To the west we have an impending US presidential election. It's a regular enough event, except this time it is shaping up as a battle between the apparent heir, the hand-wringing, hugely experienced yet strangely naive Hillary (does she need a surname?) and the Beer-Hall-Putsch, spoiled-brat narcissist Trump (does he need a Christian name?).

Neither of them appear to have a sense of humour, which is worrying. The rest of the world - about which the US cares little - has got a nasty case of market-related collywobbles.

To the east, China continues to cause global gastric attacks every time it burps. The commodity cycle is well and truly chained to the fence, and the lurking spectre of Chinese devaluation haunts us all like a miasma of investment doom.

I have had many reservations in recent months about where to go. Oil looks to have bottomed, but there remains huge over-supply; banks are still in a hole; and even some of my old stalwarts such as ITV and BT appear to have clashed oars.

For example, ITV, which has had a stonking two years, has fallen well away from its near-282p peak at the turn of the year to below 227p at the time of writing.

But, rather than bore everyone, including myself, with a finger-tip value search for detail, it's time to think big, bearish and straight-talking. For this, of course, I need a Glaswegian.

Stay away from vulnerable areas

So lucky me then, off to a splendid salmon lunch with a cheekily crisp New Zealand sauvignon blanc and the invigorating company of John Bennett, long-term manager of Henderson European Focus Trust.

He loves Europe, adores investment trusts, doesn't like France or Germany much (in investing terms), thinks fund managers are next in line for a big bank-like shake-up, wants to abolish benchmarking and believes oil companies should all cut dividends until they've sorted themselves out. Furthermore, he isn't afraid to say so.

"We will have a down year," he says bluntly. "A normal down year. We are in a bear market, and this is normal. This means 15-25%. All you can do is position yourself to lose money more slowly than the next man. We are long only, and we will have a down year." Blimey.

He adds: "Chinese devaluation would cause a lot of trouble in markets in the West, and there is a decent chance of that this year. We have already had a couple of warning shots"

That's the good news then, John. What shall we do? "Stay away from vulnerable areas. European goods look very vulnerable," he says.

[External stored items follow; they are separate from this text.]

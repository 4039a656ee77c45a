//! Error types for PHOENIX
//!
//! Provides a unified error type and the component-level error variants.
//! Per-agent failures ([`AgentError`]) are recoverable inside a generation;
//! configuration and statistics failures are fatal to a run.

use thiserror::Error;

/// Result type alias using PhoenixError
pub type Result<T> = std::result::Result<T, PhoenixError>;

/// Unified error type for PHOENIX operations
#[derive(Debug, Error)]
pub enum PhoenixError {
    // Configuration errors
    #[error("Configuration error: {0}")]
    Config(#[from] ConfigError),

    // Per-agent errors
    #[error("Agent error: {0}")]
    Agent(#[from] AgentError),

    // Text analysis errors
    #[error("Analysis error: {0}")]
    Analysis(#[from] AnalysisError),

    // Statistics errors
    #[error("Statistics error: {0}")]
    Statistics(#[from] StatisticsError),

    // Persistence errors
    #[error("Persistence error: {0}")]
    Persistence(#[from] PersistenceError),

    // Hook errors
    #[error("Hook error: {0}")]
    Hook(#[from] HookError),

    // Serialization errors
    #[error("Serialization error: {0}")]
    Serialization(String),

    // Storage errors
    #[error("Storage error: {0}")]
    Storage(String),

    // Generic internal error
    #[error("Internal error: {0}")]
    Internal(String),
}

/// Run configuration violations
#[derive(Debug, Clone, PartialEq, Error)]
pub enum ConfigError {
    #[error("population_size must be at least 1, got {0}")]
    PopulationTooSmall(usize),

    #[error("max_generations must be at least 1, got {0}")]
    NoGenerations(u32),

    #[error("{name} must be within [0, 1], got {value}")]
    RateOutOfRange { name: &'static str, value: f64 },

    #[error("selection_pressure must be positive and finite, got {0}")]
    InvalidSelectionPressure(f64),

    #[error("significance_threshold must be within (0, 1), got {0}")]
    InvalidSignificance(f64),

    #[error("convergence_threshold must be non-negative and finite, got {0}")]
    InvalidConvergenceThreshold(f64),

    #[error("tournament_size must be at least 1")]
    EmptyTournament,

    #[error("Invalid configuration value: {0}")]
    Invalid(String),
}

/// Failures scoped to a single agent
#[derive(Debug, Error)]
pub enum AgentError {
    #[error("Output generation failed for agent {agent_id}: {reason}")]
    Generation { agent_id: String, reason: String },

    #[error("Breeding failed for {parent1} x {parent2}: {reason}")]
    Breeding {
        parent1: String,
        parent2: String,
        reason: String,
    },

    #[error("Distillation failed for agent {agent_id}: {source}")]
    Distillation {
        agent_id: String,
        #[source]
        source: AnalysisError,
    },

    #[error("Invalid agent record: {0}")]
    InvalidRecord(String),
}

/// Text analysis errors
#[derive(Debug, Clone, PartialEq, Error)]
pub enum AnalysisError {
    #[error("Agent output is empty")]
    EmptyOutput,

    #[error("Invalid pattern `{pattern}`: {reason}")]
    InvalidPattern { pattern: String, reason: String },

    #[error("No specialization profile for spirit {0}")]
    UnknownSpirit(String),
}

/// Statistics computation errors
#[derive(Debug, Clone, PartialEq, Error)]
pub enum StatisticsError {
    #[error("Cannot compute statistics for an empty population")]
    EmptyPopulation,

    #[error("Non-finite fitness value for agent {agent_id}: {value}")]
    NonFiniteFitness { agent_id: String, value: f64 },

    #[error("Distribution error: {0}")]
    Distribution(String),
}

/// Agent state persistence errors
#[derive(Debug, Error)]
pub enum PersistenceError {
    #[error("Agent not found: {0}")]
    NotFound(String),

    #[error("Invalid agent id for storage: {0}")]
    InvalidId(String),

    #[error("I/O error: {0}")]
    Io(#[from] std::io::Error),

    #[error("Serialization error: {0}")]
    Serialization(String),
}

/// Integration hook failures
#[derive(Debug, Error)]
#[error("Hook `{hook}` failed: {reason}")]
pub struct HookError {
    pub hook: String,
    pub reason: String,
}

impl HookError {
    pub fn new(hook: impl Into<String>, reason: impl Into<String>) -> Self {
        Self {
            hook: hook.into(),
            reason: reason.into(),
        }
    }
}

// Implement From for common external error types
impl From<serde_json::Error> for PhoenixError {
    fn from(err: serde_json::Error) -> Self {
        PhoenixError::Serialization(err.to_string())
    }
}

impl From<std::io::Error> for PhoenixError {
    fn from(err: std::io::Error) -> Self {
        PhoenixError::Storage(err.to_string())
    }
}

impl From<anyhow::Error> for PhoenixError {
    fn from(err: anyhow::Error) -> Self {
        PhoenixError::Internal(err.to_string())
    }
}

impl From<serde_json::Error> for PersistenceError {
    fn from(err: serde_json::Error) -> Self {
        PersistenceError::Serialization(err.to_string())
    }
}
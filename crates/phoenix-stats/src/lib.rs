//! # Phoenix Stats
//!
//! Statistical validation of evolution runs. Everything here is a pure
//! function of an append-only `&[EvolutionStatistics]` history.
//!
//! ## Tests
//!
//! | Analysis    | Needs | Method                                                |
//! |-------------|-------|-------------------------------------------------------|
//! | trend       | 2     | OLS of average fitness on generation, Student t       |
//! | improvement | 2     | Welch t-test, first vs last generation samples        |
//! | performance | 2     | max p, max effect of the two above                    |
//! | convergence | 5     | fitness variance and diversity slopes both falling    |
//! | diversity   | 3     | OLS of diversity on generation                        |
//!
//! Short histories produce an `insufficient_data` result instead of an
//! error. Degenerate tests report p = 1 and set `low_confidence`.

pub mod analysis;
pub mod descriptive;
pub mod effect;
pub mod power;
pub mod regression;
pub mod report;
pub mod validator;

pub use analysis::{StatisticalAnalysis, INSUFFICIENT_DATA};
pub use descriptive::{confidence_interval, Summary};
pub use effect::{cohens_d, effect_sizes, EffectMagnitude, EffectSizes};
pub use power::{power_analysis, PowerAnalysis};
pub use regression::{linear_regression, LinearFit};
pub use report::{AssessmentStatus, OverallAssessment, StatisticalReport};
pub use validator::StatisticalValidator;
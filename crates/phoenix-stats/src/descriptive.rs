//! Descriptive statistics and t-based confidence intervals

use phoenix_common::StatisticsError;
use serde::{Deserialize, Serialize};
use statrs::distribution::{ContinuousCDF, StudentsT};

pub fn mean(data: &[f64]) -> f64 {
    if data.is_empty() {
        return 0.0;
    }
    data.iter().sum::<f64>() / data.len() as f64
}

/// Variance with `ddof` delta degrees of freedom (0 = population, 1 = sample)
pub fn variance(data: &[f64], ddof: usize) -> f64 {
    if data.len() <= ddof {
        return 0.0;
    }
    let m = mean(data);
    data.iter().map(|x| (x - m).powi(2)).sum::<f64>() / (data.len() - ddof) as f64
}

pub fn std_dev(data: &[f64], ddof: usize) -> f64 {
    variance(data, ddof).sqrt()
}

/// Standard error of the mean
pub fn sem(data: &[f64]) -> f64 {
    if data.len() < 2 {
        return 0.0;
    }
    std_dev(data, 1) / (data.len() as f64).sqrt()
}

/// Two-sided quantile of a Student t with `df` degrees of freedom
pub(crate) fn t_critical(df: f64, confidence: f64) -> Result<f64, StatisticsError> {
    let dist = StudentsT::new(0.0, 1.0, df).map_err(|e| StatisticsError::Distribution(e.to_string()))?;
    Ok(dist.inverse_cdf((1.0 + confidence) / 2.0))
}

/// Two-sided p-value of a t statistic
pub(crate) fn t_p_value(t: f64, df: f64) -> Result<f64, StatisticsError> {
    let dist = StudentsT::new(0.0, 1.0, df).map_err(|e| StatisticsError::Distribution(e.to_string()))?;
    Ok((2.0 * (1.0 - dist.cdf(t.abs()))).clamp(0.0, 1.0))
}

/// mean ± t · SEM; `(0, 0)` for fewer than two values
pub fn confidence_interval(data: &[f64], confidence: f64) -> Result<(f64, f64), StatisticsError> {
    if data.len() < 2 {
        return Ok((0.0, 0.0));
    }
    let m = mean(data);
    let margin = t_critical((data.len() - 1) as f64, confidence)? * sem(data);
    Ok((m - margin, m + margin))
}

#[derive(Debug, Clone, Copy, PartialEq, Default, Serialize, Deserialize)]
pub struct Summary {
    pub mean: f64,
    pub std: f64,
    pub min: f64,
    pub max: f64,
    pub confidence_interval: (f64, f64),
}

impl Summary {
    pub fn of(data: &[f64], confidence: f64) -> Result<Self, StatisticsError> {
        if data.is_empty() {
            return Ok(Self::default());
        }
        Ok(Self {
            mean: mean(data),
            std: std_dev(data, 0),
            min: data.iter().copied().fold(f64::INFINITY, f64::min),
            max: data.iter().copied().fold(f64::NEG_INFINITY, f64::max),
            confidence_interval: confidence_interval(data, confidence)?,
        })
    }
}

#[cfg(test)]
mod tests {
    use super::*;
    use proptest::prelude::*;

    #[test]
    fn test_variance_ddof() {
        let data = [1.0, 2.0, 3.0, 4.0];
        assert!((variance(&data, 0) - 1.25).abs() < 1e-12);
        assert!((variance(&data, 1) - 5.0 / 3.0).abs() < 1e-12);
        assert_eq!(variance(&[1.0], 1), 0.0);
    }

    #[test]
    fn test_confidence_interval_known_value() {
        // mean 3, sem = sqrt(2.5)/sqrt(5), t(0.975, 4) ≈ 2.776
        let (lo, hi) = confidence_interval(&[1.0, 2.0, 3.0, 4.0, 5.0], 0.95).unwrap();
        assert!((lo - 1.0367).abs() < 1e-3);
        assert!((hi - 4.9633).abs() < 1e-3);
    }

    #[test]
    fn test_short_data_interval() {
        assert_eq!(confidence_interval(&[0.4], 0.95).unwrap(), (0.0, 0.0));
    }

    #[test]
    fn test_summary() {
        let s = Summary::of(&[0.2, 0.4, 0.6], 0.95).unwrap();
        assert!((s.mean - 0.4).abs() < 1e-12);
        assert_eq!(s.min, 0.2);
        assert_eq!(s.max, 0.6);
        assert_eq!(Summary::of(&[], 0.95).unwrap(), Summary::default());
    }

    proptest! {
        #[test]
        fn test_interval_contains_mean(data in prop::collection::vec(0.0f64..1.0, 2..40)) {
            let (lo, hi) = confidence_interval(&data, 0.95).unwrap();
            let m = mean(&data);
            prop_assert!(lo <= m + 1e-12 && m <= hi + 1e-12);
        }
    }
}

"Look what has happened to steel. The Chinese make their own more competitively, as well as everything from cement to high-speed trains. Make no mistake, they are coming after us."

A gigantic red herring

Bennett sees value in big oil now. He has, he says, tiptoed back into the sector with punts on Total and Portuguese firm Galp.

He also loves media plays, Vivendi being his favourite, and he re-coins the well-worn adage that content is king. "Look at ITV's success in the past three years," he adds (he stills views it as a great company, reassuringly).

On banks he is typically robust. He says: "Most of the banks remain uninvestable. Tradable, yes. If you think you can trade them, have a go. I'm not going to. The phrase is 'too big to fail'. Well, maybe. But I think they are certainly too big to manage.

"The business model is bust. Lloyds is healing, but I like small, boring, shrinking banks. Nordic banks are good, especially BMG in Norway." Another Norwegian business he likes is a far-sighted construction firm called Veidekke.

And what is his position on Brexit? "I am a Europhile," he says, "but these major companies are not European, they are global. But the whole thing has been hijacked by the immigrant debate, which is uncomfortably racist in my view.

"The debate has caused weaker sterling, which is an opportunity. The government must be loving it - weaker sterling is reflationary in a deflationary world. But Europe is in big trouble if we go out."

And since I can't better them, I will leave the last words to John. "Brexit is a gigantic red herring," he says.

This article is for information and discussion purposes only and does not form a recommendation to invest or otherwise. The value of an investment may fall. The investments referred to in this article may not be suitable for all investors, and if in doubt, an investor should seek advice from a qualified investment adviser.